● **What you have to do**
Starting at the top of the entries, restate word for word each line up to and including the one with "use rodio::decoder::DecoderError;".

[Stored data]
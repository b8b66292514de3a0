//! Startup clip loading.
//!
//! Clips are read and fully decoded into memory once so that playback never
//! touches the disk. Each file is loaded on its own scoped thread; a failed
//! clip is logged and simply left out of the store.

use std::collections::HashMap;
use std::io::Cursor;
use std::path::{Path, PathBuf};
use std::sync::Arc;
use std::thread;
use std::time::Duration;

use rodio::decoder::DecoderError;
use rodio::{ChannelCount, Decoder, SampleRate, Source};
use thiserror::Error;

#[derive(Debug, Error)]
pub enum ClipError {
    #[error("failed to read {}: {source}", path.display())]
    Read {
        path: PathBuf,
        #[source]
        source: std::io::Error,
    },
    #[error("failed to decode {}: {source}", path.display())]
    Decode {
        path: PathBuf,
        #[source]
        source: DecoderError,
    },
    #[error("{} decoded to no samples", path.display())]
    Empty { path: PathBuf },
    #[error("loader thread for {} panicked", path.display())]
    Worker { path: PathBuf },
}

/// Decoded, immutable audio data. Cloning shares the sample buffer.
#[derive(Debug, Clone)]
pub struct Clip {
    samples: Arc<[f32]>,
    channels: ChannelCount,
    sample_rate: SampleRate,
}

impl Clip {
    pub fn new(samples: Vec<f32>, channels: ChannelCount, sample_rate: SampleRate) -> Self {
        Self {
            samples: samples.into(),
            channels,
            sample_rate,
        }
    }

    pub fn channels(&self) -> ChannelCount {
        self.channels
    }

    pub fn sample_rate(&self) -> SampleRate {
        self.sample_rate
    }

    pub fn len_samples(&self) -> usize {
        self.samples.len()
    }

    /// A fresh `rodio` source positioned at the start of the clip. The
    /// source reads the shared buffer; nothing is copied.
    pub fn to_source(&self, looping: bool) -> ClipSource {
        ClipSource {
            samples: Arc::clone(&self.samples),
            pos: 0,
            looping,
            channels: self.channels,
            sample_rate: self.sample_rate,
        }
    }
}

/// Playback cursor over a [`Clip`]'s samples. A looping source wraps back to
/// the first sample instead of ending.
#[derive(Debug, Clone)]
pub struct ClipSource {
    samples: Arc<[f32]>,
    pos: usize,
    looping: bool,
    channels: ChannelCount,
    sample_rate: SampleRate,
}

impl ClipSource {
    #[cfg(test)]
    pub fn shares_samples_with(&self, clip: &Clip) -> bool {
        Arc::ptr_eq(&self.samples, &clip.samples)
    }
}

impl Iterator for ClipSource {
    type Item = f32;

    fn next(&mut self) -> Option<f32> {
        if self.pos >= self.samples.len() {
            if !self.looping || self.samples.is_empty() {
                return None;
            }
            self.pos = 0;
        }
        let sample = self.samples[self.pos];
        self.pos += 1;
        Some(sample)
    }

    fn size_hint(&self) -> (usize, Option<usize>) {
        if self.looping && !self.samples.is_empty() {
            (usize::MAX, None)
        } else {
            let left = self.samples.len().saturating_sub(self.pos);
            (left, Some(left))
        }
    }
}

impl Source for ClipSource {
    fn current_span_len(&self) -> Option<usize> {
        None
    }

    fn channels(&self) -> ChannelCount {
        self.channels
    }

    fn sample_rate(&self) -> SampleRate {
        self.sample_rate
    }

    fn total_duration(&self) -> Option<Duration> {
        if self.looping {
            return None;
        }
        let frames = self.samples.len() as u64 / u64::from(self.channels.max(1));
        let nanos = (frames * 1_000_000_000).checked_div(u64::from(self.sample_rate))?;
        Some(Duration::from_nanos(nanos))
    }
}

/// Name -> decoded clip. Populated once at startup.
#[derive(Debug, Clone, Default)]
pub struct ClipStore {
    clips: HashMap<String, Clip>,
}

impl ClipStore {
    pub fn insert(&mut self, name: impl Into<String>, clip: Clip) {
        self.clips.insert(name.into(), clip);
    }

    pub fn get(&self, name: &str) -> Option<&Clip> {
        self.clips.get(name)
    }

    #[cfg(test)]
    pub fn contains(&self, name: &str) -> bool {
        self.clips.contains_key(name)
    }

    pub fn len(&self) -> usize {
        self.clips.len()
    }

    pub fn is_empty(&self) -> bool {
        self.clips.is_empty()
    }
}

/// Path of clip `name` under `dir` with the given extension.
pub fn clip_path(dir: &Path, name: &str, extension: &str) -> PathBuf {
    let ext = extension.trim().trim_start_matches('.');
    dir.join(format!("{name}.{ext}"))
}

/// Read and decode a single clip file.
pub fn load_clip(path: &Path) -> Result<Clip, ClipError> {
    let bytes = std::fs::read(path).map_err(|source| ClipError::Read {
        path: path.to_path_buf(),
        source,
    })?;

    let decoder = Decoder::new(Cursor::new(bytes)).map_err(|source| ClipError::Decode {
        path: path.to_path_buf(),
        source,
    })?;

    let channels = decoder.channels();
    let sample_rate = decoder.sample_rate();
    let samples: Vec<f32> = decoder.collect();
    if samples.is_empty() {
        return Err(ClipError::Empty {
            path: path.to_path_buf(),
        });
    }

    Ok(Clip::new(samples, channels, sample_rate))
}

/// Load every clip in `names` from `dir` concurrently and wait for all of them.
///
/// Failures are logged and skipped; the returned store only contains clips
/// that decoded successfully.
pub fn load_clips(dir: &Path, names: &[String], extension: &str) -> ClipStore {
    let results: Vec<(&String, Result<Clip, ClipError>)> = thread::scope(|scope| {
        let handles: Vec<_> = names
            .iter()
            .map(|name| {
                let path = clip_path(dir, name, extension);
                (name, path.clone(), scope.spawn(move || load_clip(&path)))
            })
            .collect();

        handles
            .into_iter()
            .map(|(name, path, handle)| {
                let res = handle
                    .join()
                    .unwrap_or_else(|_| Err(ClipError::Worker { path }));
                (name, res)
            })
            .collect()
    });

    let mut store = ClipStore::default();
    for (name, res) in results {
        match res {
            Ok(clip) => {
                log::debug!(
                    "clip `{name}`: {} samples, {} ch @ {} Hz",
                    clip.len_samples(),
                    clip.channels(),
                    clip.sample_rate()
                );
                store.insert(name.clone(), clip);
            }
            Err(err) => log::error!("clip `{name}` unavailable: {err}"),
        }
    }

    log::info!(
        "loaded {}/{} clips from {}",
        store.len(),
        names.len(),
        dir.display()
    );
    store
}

● **Solution**
repository b8b66292514de3a0
//! Startup clip loading.
//!
//! Clips are read and fully decoded into memory once so that playback never
//! touches the disk. Each file is loaded on its own scoped thread; a failed
//! clip is logged and simply left out of the store.

use std::collections::HashMap;
use std::io::Cursor;
use std::path::{Path, PathBuf};
use std::sync::Arc;
use std::thread;
use std::time::Duration;

use rodio::decoder::DecoderError;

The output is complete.